→ **Extracted data**
//! The generational loop.
//!
//! [`generate_timetable`] orchestrates the complete evolutionary process:
//! initialization → evaluation → crossover → mutation → optional repair →
//! truncation, repeated until a zero-penalty timetable appears or the
//! generation budget runs out.

use super::config::GaConfig;
use super::crossover::crossover_population;
use super::mutation::mutate_population;
use super::population::random_lessons;
use super::selection::select_survivors;
use crate::evaluator::{EvaluatedTimetable, Evaluator};
use crate::model::{Lesson, TimetableRequirements};
use crate::repair::repair_timetable;
use rand::rngs::SmallRng;
use rand::SeedableRng;
use rayon::prelude::*;

/// Result of a timetable generation run.
#[derive(Debug, Clone)]
pub struct GaOutcome {
    /// The best timetable found during the entire run.
    pub best: EvaluatedTimetable,

    /// Number of generations executed.
    pub generations: usize,

    /// Best penalty after initialization and after each generation.
    pub penalty_history: Vec<f64>,
}

/// Runs the genetic search over the catalogue.
///
/// Gene arrays are always produced sequentially from one seeded RNG;
/// `config.parallel` only fans out their evaluation, so a fixed seed
/// reproduces the run exactly in either mode.
///
/// # Panics
/// Panics if the configuration or the catalogue is invalid (call
/// [`GaConfig::validate`] and [`TimetableRequirements::validate`] first
/// to get a descriptive error).
pub fn generate_timetable(requirements: &TimetableRequirements, config: &GaConfig) -> GaOutcome {
    config.validate().expect("invalid GaConfig");
    requirements
        .validate()
        .expect("invalid TimetableRequirements");

    let evaluator = Evaluator::new(requirements, config.adjacency, config.penalties);
    let mut rng = match config.seed {
        Some(seed) => SmallRng::seed_from_u64(seed),
        None => SmallRng::seed_from_u64(rand::random()),
    };

    let initial: Vec<Vec<Lesson>> = (0..config.population_size)
        .map(|_| random_lessons(requirements, &mut rng))
        .collect();
    let mut population = evaluate_batch(&evaluator, initial, config.parallel);
    select_survivors(&mut population, config.population_size);

    let mut penalty_history = Vec::with_capacity(config.max_generations + 1);
    penalty_history.push(population[0].penalty);

    let mut generations = 0;
    while population[0].penalty > 0.0 && generations < config.max_generations {
        let offspring = crossover_population(&population, config, &mut rng);
        population.extend(evaluate_batch(&evaluator, offspring, config.parallel));

        let mutants = mutate_population(&population, requirements, config, &mut rng);
        population.extend(evaluate_batch(&evaluator, mutants, config.parallel));

        if config.repair {
            let current = std::mem::take(&mut population);
            population = if config.parallel {
                current
                    .into_par_iter()
                    .map(|individual| repair_timetable(&evaluator, individual))
                    .collect()
            } else {
                current
                    .into_iter()
                    .map(|individual| repair_timetable(&evaluator, individual))
                    .collect()
            };
        }

        select_survivors(&mut population, config.population_size);
        generations += 1;
        penalty_history.push(population[0].penalty);
    }

    GaOutcome {
        best: population.swap_remove(0),
        generations,
        penalty_history,
    }
}

fn evaluate_batch(
    evaluator: &Evaluator,
    pending: Vec<Vec<Lesson>>,
    parallel: bool,
) -> Vec<EvaluatedTimetable> {
    if parallel {
        pending
            .into_par_iter()
            .map(|lessons| evaluator.evaluate(lessons))
            .collect()
    } else {
        pending
            .into_iter()
            .map(|lessons| evaluator.evaluate(lessons))
            .collect()
    }
}
//! Domain types for timetable generation.
//!
//! Everything here is plain data: the fixed input catalogue
//! ([`TimetableRequirements`]) supplied once per run, and the mutable
//! scheduling decisions ([`Lesson`]) the optimizer rearranges.

mod lesson;
mod requirements;
mod time;

pub use lesson::{Lesson, Periodicity};
pub use requirements::{LessonRequirement, Place, TimetableRequirements};
pub use time::{Day, TimeSlot};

→ **Try it**
Make an exact transcription of the entries.

→ **Written reply**
//! The generational loop.
//!
//! [`generate_timetable`] orchestrates the complete evolutionary process:
//! initialization → evaluation → crossover → mutation → optional repair →
//! truncation, repeated until a zero-penalty timetable appears or the
//! generation budget runs out.

use super::config::GaConfig;
use super::crossover::crossover_population;
use super::mutation::mutate_population;
use super::population::random_lessons;
use super::selection::select_survivors;
use crate::evaluator::{EvaluatedTimetable, Evaluator};
use crate::model::{Lesson, TimetableRequirements};
use crate::repair::repair_timetable;
use rand::rngs::SmallRng;
use rand::SeedableRng;
use rayon::prelude::*;

/// Result of a timetable generation run.
#[derive(Debug, Clone)]
pub struct GaOutcome {
    /// The best timetable found during the entire run.
    pub best: EvaluatedTimetable,

    /// Number of generations executed.
    pub generations: usize,

    /// Best penalty after initialization and after each generation.
    pub penalty_history: Vec<f64>,
}

/// Runs the genetic search over the catalogue.
///
/// Gene arrays are always produced sequentially from one seeded RNG;
/// `config.parallel` only fans out their evaluation, so a fixed seed
/// reproduces the run exactly in either mode.
///
/// # Panics
/// Panics if the configuration or the catalogue is invalid (call
/// [`GaConfig::validate`] and [`TimetableRequirements::validate`] first
/// to get a descriptive error).
pub fn generate_timetable(requirements: &TimetableRequirements, config: &GaConfig) -> GaOutcome {
    config.validate().expect("invalid GaConfig");
    requirements
        .validate()
        .expect("invalid TimetableRequirements");

    let evaluator = Evaluator::new(requirements, config.adjacency, config.penalties);
    let mut rng = match config.seed {
        Some(seed) => SmallRng::seed_from_u64(seed),
        None => SmallRng::seed_from_u64(rand::random()),
    };

    let initial: Vec<Vec<Lesson>> = (0..config.population_size)
        .map(|_| random_lessons(requirements, &mut rng))
        .collect();
    let mut population = evaluate_batch(&evaluator, initial, config.parallel);
    select_survivors(&mut population, config.population_size);

    let mut penalty_history = Vec::with_capacity(config.max_generations + 1);
    penalty_history.push(population[0].penalty);

    let mut generations = 0;
    while population[0].penalty > 0.0 && generations < config.max_generations {
        let offspring = crossover_population(&population, config, &mut rng);
        population.extend(evaluate_batch(&evaluator, offspring, config.parallel));

        let mutants = mutate_population(&population, requirements, config, &mut rng);
        population.extend(evaluate_batch(&evaluator, mutants, config.parallel));

        if config.repair {
            let current = std::mem::take(&mut population);
            population = if config.parallel {
                current
                    .into_par_iter()
                    .map(|individual| repair_timetable(&evaluator, individual))
                    .collect()
            } else {
                current
                    .into_iter()
                    .map(|individual| repair_timetable(&evaluator, individual))
                    .collect()
            };
        }

        select_survivors(&mut population, config.population_size);
        generations += 1;
        penalty_history.push(population[0].penalty);
    }

    GaOutcome {
        best: population.swap_remove(0),
        generations,
        penalty_history,
    }
}

fn evaluate_batch(
    evaluator: &Evaluator,
    pending: Vec<Vec<Lesson>>,
    parallel: bool,
) -> Vec<EvaluatedTimetable> {
    if parallel {
        pending
            .into_par_iter()
            .map(|lessons| evaluator.evaluate(lessons))
            .collect()
    } else {
        pending
            .into_iter()
            .map(|lessons| evaluator.evaluate(lessons))
            .collect()
    }
}
//! Domain types for timetable generation.
//!
//! Everything here is plain data: the fixed input catalogue
//! ([`TimetableRequirements`]) supplied once per run, and the mutable
//! scheduling decisions ([`Lesson`]) the optimizer rearranges.

mod lesson;
mod requirements;
mod time;

pub use lesson::{Lesson, Periodicity};
pub use requirements::{LessonRequirement, Place, TimetableRequirements};
pub use time::{Day, TimeSlot};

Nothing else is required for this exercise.